"Anti foreigner sentiment"? Dear NYT, try to find an apartment in the EU or Switzerland. At best, you will get a furnished (to circumvent rent caps), overpriced 30 square meter dump that takes up 40% of your net salary.
Once that problem is solved, we can talk about "sentiments".
Walk around Google Geneva (edit: doh, Zurich - my coffee hasn't kicked in), Novartis Basel, or CERN and count how many "Swiss" nationals there are. A large portion are white collar immigrants from CEE or Asia, or French commuters.
Switzerland's comparative advantage as an innovation hub was due to it's permissive capital structures and historic openness to white collar immigration.
All that a rule like this does is incentivize moving jobs out of Switzerland. Heck, look at UBS axing 3,000 jobs across all functions in CH and shifting them to India [0] last Wednesday.

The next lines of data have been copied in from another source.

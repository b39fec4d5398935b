//! Pre-shared API key authentication.
//!
//! All endpoints except `/api/health` and the WebSocket upgrade require a
//! `Authorization: Bearer <key>` header. The WebSocket path uses a `?token=`
//! query parameter instead (browsers can't set headers on WebSocket upgrades).

use axum::{
    extract::Request,
    http::StatusCode,
    middleware::Next,
    response::{IntoResponse, Response},
    Json,
};
use serde_json::json;

/// Axum middleware that rejects requests without a valid `Authorization: Bearer`
/// header. The expected key is injected via the [`ApiKey`] extension.
///
/// # Error responses
///
/// - `401 Unauthorized` — header missing, malformed, or present but invalid
/// - `500 Internal Server Error` — [`ApiKey`] extension not found (misconfiguration)
pub async fn require_api_key(request: Request, next: Next) -> Response {
    let api_key = match request.extensions().get::<ApiKey>() {
        Some(key) => key.0.clone(),
        None => {
            return (
                StatusCode::INTERNAL_SERVER_ERROR,
                Json(json!({"error": "Server configuration error"})),
            )
                .into_response();
        }
    };

    let auth_header = request
        .headers()
        .get("authorization")
        .and_then(|v| v.to_str().ok());

    let provided = match auth_header {
        Some(h) if h.starts_with("Bearer ") => &h[7..],
        _ => {
            return (
                StatusCode::UNAUTHORIZED,
                Json(json!({"error": "Missing or invalid Authorization header"})),
            )
                .into_response();
        }
    };

    if !constant_time_eq(api_key.as_bytes(), provided.as_bytes()) {
        return (
            StatusCode::UNAUTHORIZED,
            Json(json!({"error": "Invalid API key"})),
        )
            .into_response();
    }

    next.run(request).await
}

/// Constant-time byte comparison to prevent timing side-channel attacks.
///
/// Always iterates over the full length of `expected` regardless of `provided`
/// length, so an attacker cannot determine the key length from response times.
pub fn constant_time_eq(expected: &[u8], provided: &[u8]) -> bool {
    let mut diff = u8::from(expected.len() != provided.len());
    // Always iterate over the expected key length to avoid timing leak
    for i in 0..expected.len() {
        let p = if i < provided.len() {
            provided[i]
        } else {
            0xff
        };
        diff |= expected[i] ^ p;
    }
    diff == 0
}

/// Extension type carrying the expected API key, injected into the router
/// layer so [`require_api_key`] can access it without touching `AppState`.
#[derive(Clone)]
pub struct ApiKey(pub String);
//! Configuration loading for mcp-ptyd.
//!
//! Configuration is resolved in order of precedence (highest wins):
//!
//! 1. **Environment variables** — `PTYD_URL`, `PTYD_API_KEY`
//! 2. **Config file** — TOML, path via `--config <path>`
//! 3. **Compiled defaults** — `http://127.0.0.1:7331`, `change-me`
//!
//! ```toml
//! server_url = "http://127.0.0.1:7331"
//! api_key = "your-secret-key"
//! store_path = "/home/me/.config/mcp-ptyd/store.toml"
//! ```

use clap::Parser;
use serde::Deserialize;
use std::path::PathBuf;

/// CLI arguments parsed by `clap`.
#[derive(Parser)]
#[command(name = "mcp-ptyd", about = "MCP stdio bridge for ptyd sessions")]
pub struct Cli {
    /// Path to TOML config file.
    #[arg(long)]
    pub config: Option<PathBuf>,
    /// Base URL of the ptyd server. Overrides config file and env.
    #[arg(long)]
    pub server_url: Option<String>,
}

#[derive(Debug, Default, Deserialize)]
struct FileConfig {
    server_url: Option<String>,
    api_key: Option<String>,
    store_path: Option<String>,
}

/// Resolved configuration used by the rest of the process.
#[derive(Debug, Clone)]
pub struct Config {
    pub server_url: String,
    pub api_key: String,
    /// Where the `config` tool persists its key/value store.
    pub store_path: PathBuf,
}

fn default_store_path() -> PathBuf {
    std::env::var("HOME")
        .map(|home| PathBuf::from(home).join(".config/mcp-ptyd/store.toml"))
        .unwrap_or_else(|_| PathBuf::from("mcp-ptyd-store.toml"))
}

/// Load and resolve configuration from CLI args, env vars, and an optional file.
pub fn load(cli: &Cli) -> Config {
    let file: FileConfig = cli
        .config
        .clone()
        .or_else(|| std::env::var("MCP_PTYD_CONFIG").ok().map(PathBuf::from))
        .and_then(|path| match std::fs::read_to_string(&path) {
            Ok(contents) => toml::from_str(&contents).ok(),
            Err(_) => None,
        })
        .unwrap_or_default();

    let server_url = cli
        .server_url
        .clone()
        .or_else(|| std::env::var("PTYD_URL").ok())
        .or(file.server_url)
        .unwrap_or_else(|| "http://127.0.0.1:7331".to_string());

    let api_key = std::env::var("PTYD_API_KEY")
        .ok()
        .or(file.api_key)
        .unwrap_or_else(|| "change-me".to_string());

    let store_path = file
        .store_path
        .map(PathBuf::from)
        .unwrap_or_else(default_store_path);

    Config {
        server_url: server_url.trim_end_matches('/').to_string(),
        api_key,
        store_path,
    }
}
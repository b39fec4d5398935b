#![deny(clippy::all)]
#![warn(clippy::pedantic)]
#![allow(clippy::module_name_repetitions)]
#![allow(clippy::must_use_candidate)]
#![allow(clippy::missing_errors_doc)]
#![allow(clippy::missing_panics_doc)]
#![allow(clippy::doc_markdown)]
#![allow(clippy::too_many_lines)]
#![allow(clippy::cast_possible_truncation)]
#![allow(clippy::unused_async)]
#![allow(clippy::implicit_hasher)]
#![allow(clippy::redundant_closure_for_method_calls)]

//! ptyd library — a PTY session engine exposed over HTTP, WebSocket, and SSE.
//!
//! - `sessions` — session lifecycle, I/O pump, output buffering
//! - `parser` — output line classification into typed events
//! - `process` — cross-platform foreground-process resolution
//! - `shell` — PTY allocation and one-shot command execution
//! - `ws` — per-session WebSocket streaming transport
//! - `routes` — REST API route handlers + SSE
//! - `auth` — bearer token authentication middleware
//! - `config` — configuration loading
//! - `activity` — in-memory activity journal
//! - `error` — the `SessionError` taxonomy shared by every transport

pub mod activity;
pub mod auth;
pub mod config;
pub mod error;
pub mod parser;
pub mod process;
pub mod routes;
pub mod sessions;
pub mod shell;
pub mod state;
pub mod util;
pub mod ws;

pub use activity::ActivityLog;
pub use auth::ApiKey;
pub use config::Config;
pub use error::SessionError;
pub use sessions::SessionManager;
pub use state::AppState;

If UBS, Novartis, Google Geneva (edit: doh, Zurich - my coffee hasn't kicked in), etc cannot continue to attract employees they will leave, and given the extremely friendly FTAs and BITs Switzerland [1] has signed either unilaterally or part of the EFTA, it's extremely easy.
Heck, look at how Syngenta went from being a Swiss major that employed thousands in Switzerland to a Chinese major that is about to IPO in Hong Kong [2] in just a decade.

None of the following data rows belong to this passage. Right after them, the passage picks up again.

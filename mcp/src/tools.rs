//! MCP tool definitions and handlers.
//!
//! Five consolidated tools, each with an `action` parameter dispatched to a
//! handler function:
//!
//! - **`session`** — the Command Surface, over HTTP, via [`PtydClient`]
//! - **`git`** — read-only repository inspection via [`crate::git`]
//! - **`agent`** — coding-agent discovery and spawn via [`crate::agent`]
//! - **`config`** — a small persisted key/value store via [`crate::kv_store`]
//! - **`plugin_dev_guide`** — static bundled documentation via [`crate::plugin_docs`]

use serde_json::{json, Value};

use crate::client::PtydClient;
use crate::config::Config;
use crate::{agent, git, kv_store, plugin_docs};

/// Returns all five tool definitions.
pub fn all_tool_definitions() -> Vec<Value> {
    vec![
        json!({
            "name": "session",
            "description": "Create and control PTY-backed sessions on the ptyd server. Actions: list, create, write, resize, pause, resume, foreground, snapshot, close.",
            "inputSchema": {
                "type": "object",
                "properties": {
                    "action": {
                        "type": "string",
                        "enum": ["list", "create", "write", "resize", "pause", "resume", "foreground", "snapshot", "close"]
                    },
                    "session_id": { "type": "string", "description": "Required for all actions except list/create." },
                    "command": { "type": "array", "items": { "type": "string" }, "description": "Argv for 'create'." },
                    "env": { "type": "object", "additionalProperties": { "type": "string" } },
                    "cwd": { "type": "string" },
                    "rows": { "type": "integer" },
                    "cols": { "type": "integer" },
                    "b64": { "type": "string", "description": "Base64-encoded stdin bytes for 'write'." },
                    "n": { "type": "integer", "description": "Byte count for 'snapshot' (default 65536)." }
                },
                "required": ["action"],
                "additionalProperties": false
            }
        }),
        json!({
            "name": "git",
            "description": "Read-only git repository inspection. Actions: status, branches, recent_commits, diff, file_diff, changed_files.",
            "inputSchema": {
                "type": "object",
                "properties": {
                    "action": {
                        "type": "string",
                        "enum": ["status", "branches", "recent_commits", "diff", "file_diff", "changed_files"]
                    },
                    "cwd": { "type": "string", "description": "Path to the git working tree." },
                    "count": { "type": "integer", "description": "Commit count for 'recent_commits' (default 20)." },
                    "staged": { "type": "boolean", "description": "For 'diff'/'file_diff', diff the index instead of the working tree." },
                    "path": { "type": "string", "description": "File path for 'file_diff'." },
                    "rev": { "type": "string", "description": "Commit ref for 'changed_files' (default HEAD)." }
                },
                "required": ["action", "cwd"],
                "additionalProperties": false
            }
        }),
        json!({
            "name": "agent",
            "description": "Discover coding-agent binaries on PATH and launch one as a ptyd session. Actions: list, spawn.",
            "inputSchema": {
                "type": "object",
                "properties": {
                    "action": { "type": "string", "enum": ["list", "spawn"] },
                    "name": { "type": "string", "description": "Agent binary name for 'spawn', e.g. 'claude'." },
                    "args": { "type": "array", "items": { "type": "string" } },
                    "cwd": { "type": "string" }
                },
                "required": ["action"],
                "additionalProperties": false
            }
        }),
        json!({
            "name": "config",
            "description": "Persisted key/value store scoped to this MCP bridge. Actions: get, set, delete.",
            "inputSchema": {
                "type": "object",
                "properties": {
                    "action": { "type": "string", "enum": ["get", "set", "delete"] },
                    "key": { "type": "string", "description": "Omit for 'get' to read all entries." },
                    "value": { "description": "Arbitrary JSON value for 'set'." }
                },
                "required": ["action"],
                "additionalProperties": false
            }
        }),
        json!({
            "name": "plugin_dev_guide",
            "description": "Static documentation for this plugin's tools. Omit 'topic' to list available topics.",
            "inputSchema": {
                "type": "object",
                "properties": {
                    "topic": { "type": "string", "enum": ["overview", "session", "git", "agent", "config"] }
                },
                "additionalProperties": false
            }
        }),
    ]
}

/// Result of an MCP tool call, ready to be serialized into a JSON-RPC response.
pub struct ToolResult {
    /// MCP content blocks (typically a single `{"type":"text","text":"..."}` entry).
    pub content: Vec<Value>,
    /// Whether the tool call failed (maps to `isError` in the MCP response).
    pub is_error: bool,
}

impl ToolResult {
    fn success(value: Value) -> Self {
        let text = serde_json::to_string_pretty(&value).unwrap_or_default();
        Self {
            content: vec![json!({ "type": "text", "text": text })],
            is_error: false,
        }
    }

    fn text(message: impl Into<String>) -> Self {
        Self {
            content: vec![json!({ "type": "text", "text": message.into() })],
            is_error: false,
        }
    }

    fn error(message: impl Into<String>) -> Self {
        Self {
            content: vec![json!({ "type": "text", "text": message.into() })],
            is_error: true,
        }
    }
}

fn get_action(args: &Value) -> Result<&str, ToolResult> {
    args.get("action")
        .and_then(Value::as_str)
        .ok_or_else(|| ToolResult::error("Missing required parameter: action"))
}

fn require_str<'a>(args: &'a Value, field: &str) -> Result<&'a str, ToolResult> {
    args.get(field)
        .and_then(Value::as_str)
        .ok_or_else(|| ToolResult::error(format!("Missing required parameter: {field}")))
}

/// Handle a tool call and return MCP content.
pub async fn handle_tool_call(
    name: &str,
    args: &Value,
    client: &PtydClient,
    config: &Config,
) -> ToolResult {
    match name {
        "session" => handle_session(args, client).await,
        "git" => handle_git(args).await,
        "agent" => handle_agent(args, client).await,
        "config" => handle_config(args, config),
        "plugin_dev_guide" => handle_plugin_dev_guide(args),
        _ => ToolResult::error(format!("Unknown tool: {}", name)),
    }
}

// --- session ---

async fn handle_session(args: &Value, client: &PtydClient) -> ToolResult {
    let action = match get_action(args) {
        Ok(a) => a,
        Err(e) => return e,
    };

    let result = match action {
        "list" => client.list().await,
        "create" => {
            let command: Vec<String> = match args.get("command").and_then(Value::as_array) {
                Some(c) => c
                    .iter()
                    .filter_map(|v| v.as_str().map(String::from))
                    .collect(),
                None => return ToolResult::error("Missing required parameter: command (array)"),
            };
            let env = args
                .get("env")
                .and_then(|v| serde_json::from_value(v.clone()).ok());
            let cwd = args.get("cwd").and_then(Value::as_str);
            let rows = args.get("rows").and_then(Value::as_u64).map(|r| r as u16);
            let cols = args.get("cols").and_then(Value::as_u64).map(|c| c as u16);
            client.create(&command, env.as_ref(), cwd, rows, cols).await
        }
        "write" => {
            let id = match require_str(args, "session_id") {
                Ok(v) => v,
                Err(e) => return e,
            };
            let b64 = match require_str(args, "b64") {
                Ok(v) => v,
                Err(e) => return e,
            };
            client.write(id, b64).await
        }
        "resize" => {
            let id = match require_str(args, "session_id") {
                Ok(v) => v,
                Err(e) => return e,
            };
            let rows = match args.get("rows").and_then(Value::as_u64) {
                Some(r) => r as u16,
                None => return ToolResult::error("Missing required parameter: rows"),
            };
            let cols = match args.get("cols").and_then(Value::as_u64) {
                Some(c) => c as u16,
                None => return ToolResult::error("Missing required parameter: cols"),
            };
            client.resize(id, rows, cols).await
        }
        "pause" => {
            let id = match require_str(args, "session_id") {
                Ok(v) => v,
                Err(e) => return e,
            };
            client.pause(id).await
        }
        "resume" => {
            let id = match require_str(args, "session_id") {
                Ok(v) => v,
                Err(e) => return e,
            };
            client.resume(id).await
        }
        "foreground" => {
            let id = match require_str(args, "session_id") {
                Ok(v) => v,
                Err(e) => return e,
            };
            client.foreground(id).await
        }
        "snapshot" => {
            let id = match require_str(args, "session_id") {
                Ok(v) => v,
                Err(e) => return e,
            };
            let n = args
                .get("n")
                .and_then(Value::as_u64)
                .unwrap_or(64 * 1024) as usize;
            client.snapshot(id, n).await
        }
        "close" => {
            let id = match require_str(args, "session_id") {
                Ok(v) => v,
                Err(e) => return e,
            };
            client.close(id).await
        }
        other => return ToolResult::error(format!("Unknown session action: {other}")),
    };

    match result {
        Ok(v) => ToolResult::success(v),
        Err(e) => ToolResult::error(e.to_string()),
    }
}

// --- git ---

async fn handle_git(args: &Value) -> ToolResult {
    let action = match get_action(args) {
        Ok(a) => a,
        Err(e) => return e,
    };
    let cwd = match require_str(args, "cwd") {
        Ok(v) => v,
        Err(e) => return e,
    };

    let result = match action {
        "status" => git::status(cwd).await,
        "branches" => git::branches(cwd).await,
        "recent_commits" => {
            let count = args.get("count").and_then(Value::as_u64).unwrap_or(20) as usize;
            git::recent_commits(cwd, count).await
        }
        "diff" => {
            let staged = args.get("staged").and_then(Value::as_bool).unwrap_or(false);
            git::diff(cwd, staged).await
        }
        "file_diff" => {
            let path = match require_str(args, "path") {
                Ok(v) => v,
                Err(e) => return e,
            };
            let staged = args.get("staged").and_then(Value::as_bool).unwrap_or(false);
            git::file_diff(cwd, path, staged).await
        }
        "changed_files" => {
            let rev = args.get("rev").and_then(Value::as_str).unwrap_or("HEAD");
            git::changed_files(cwd, rev).await
        }
        other => return ToolResult::error(format!("Unknown git action: {other}")),
    };

    match result {
        Ok(v) => ToolResult::success(v),
        Err(e) => ToolResult::error(e),
    }
}

// --- agent ---

async fn handle_agent(args: &Value, client: &PtydClient) -> ToolResult {
    let action = match get_action(args) {
        Ok(a) => a,
        Err(e) => return e,
    };

    match action {
        "list" => ToolResult::success(agent::list()),
        "spawn" => {
            let name = match require_str(args, "name") {
                Ok(v) => v,
                Err(e) => return e,
            };
            let extra_args: Vec<String> = args
                .get("args")
                .and_then(Value::as_array)
                .map(|a| a.iter().filter_map(|v| v.as_str().map(String::from)).collect())
                .unwrap_or_default();
            let cwd = args.get("cwd").and_then(Value::as_str);
            match agent::spawn(client, name, &extra_args, cwd).await {
                Ok(v) => ToolResult::success(v),
                Err(e) => ToolResult::error(e),
            }
        }
        other => ToolResult::error(format!("Unknown agent action: {other}")),
    }
}

// --- config ---

fn handle_config(args: &Value, config: &Config) -> ToolResult {
    let action = match get_action(args) {
        Ok(a) => a,
        Err(e) => return e,
    };

    match action {
        "get" => {
            let key = args.get("key").and_then(Value::as_str);
            ToolResult::success(kv_store::get(&config.store_path, key))
        }
        "set" => {
            let key = match require_str(args, "key") {
                Ok(v) => v,
                Err(e) => return e,
            };
            let value = args.get("value").cloned().unwrap_or(Value::Null);
            match kv_store::set(&config.store_path, key, &value) {
                Ok(()) => ToolResult::success(json!({ "ok": true, "key": key })),
                Err(e) => ToolResult::error(e),
            }
        }
        "delete" => {
            let key = match require_str(args, "key") {
                Ok(v) => v,
                Err(e) => return e,
            };
            match kv_store::delete(&config.store_path, key) {
                Ok(removed) => ToolResult::success(json!({ "ok": true, "removed": removed })),
                Err(e) => ToolResult::error(e),
            }
        }
        other => ToolResult::error(format!("Unknown config action: {other}")),
    }
}

// --- plugin_dev_guide ---

fn handle_plugin_dev_guide(args: &Value) -> ToolResult {
    match args.get("topic").and_then(Value::as_str) {
        Some(topic) => match plugin_docs::get(topic) {
            Some(text) => ToolResult::text(text),
            None => ToolResult::error(format!(
                "Unknown topic '{topic}'. Available topics: {}",
                plugin_docs::TOPICS.join(", ")
            )),
        },
        None => ToolResult::success(json!({ "topics": plugin_docs::TOPICS })),
    }
}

Already 1 out of every 3 Swiss businesses is planning to shift out of Switzerland (primarily to the EU and US, but Asia comes up as well) [3].

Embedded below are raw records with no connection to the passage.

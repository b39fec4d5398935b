//! Shared application state passed to every handler via Axum's `State` extractor.

use std::sync::atomic::AtomicU32;
use std::sync::Arc;
use std::time::Instant;

use serde_json::Value;
use tokio::sync::broadcast;

use crate::activity::ActivityLog;
use crate::config::Config;
use crate::sessions::SessionManager;

/// Shared application state for the ptyd server.
#[derive(Clone)]
pub struct AppState {
    /// Immutable configuration loaded at startup.
    pub config: Arc<Config>,
    /// Monotonic instant when the server started (for uptime calculation).
    pub start_time: Instant,
    /// Manages the pool of PTY sessions.
    pub session_manager: SessionManager,
    /// Broadcast channel for session lifecycle events (created/closed/swept).
    /// All connected WebSocket clients subscribe to receive real-time updates.
    pub session_events: broadcast::Sender<Value>,
    /// In-memory activity journal for REST/WS operation tracking.
    pub activity_log: Arc<ActivityLog>,
    /// Current number of SSE connections (for connection limiting).
    pub sse_connections: Arc<AtomicU32>,
}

Switzerland doesn't have the same comparative advantage in finance 40 years ago (why Basel when I can go to London, Frankfurt, or Amsterdam) nor manufacturing (why CH and not DE or CN) and this kind of ruling puts it's entire life sciences industry - the last industry within which CH remains a global leader - in jeopardy.
Additionally, Switzerland is not in the EU and is dependent on the EU-Switzerland FTA. If this were to pass, it would violate that FTA with Switzerland's largest trading partner. The EU can severely push back against CH, and France+Germany+Italy would very much support such retaliation as it would help incentivize Swiss businesses to shift out of Switzerland.
Western societies are aging. If you don't take in immigrants (which is basically the government becoming the far right), you're on a timer. Your economy will slow, insecurity will rise, and the far right will surge anyway. It's happening to Japan.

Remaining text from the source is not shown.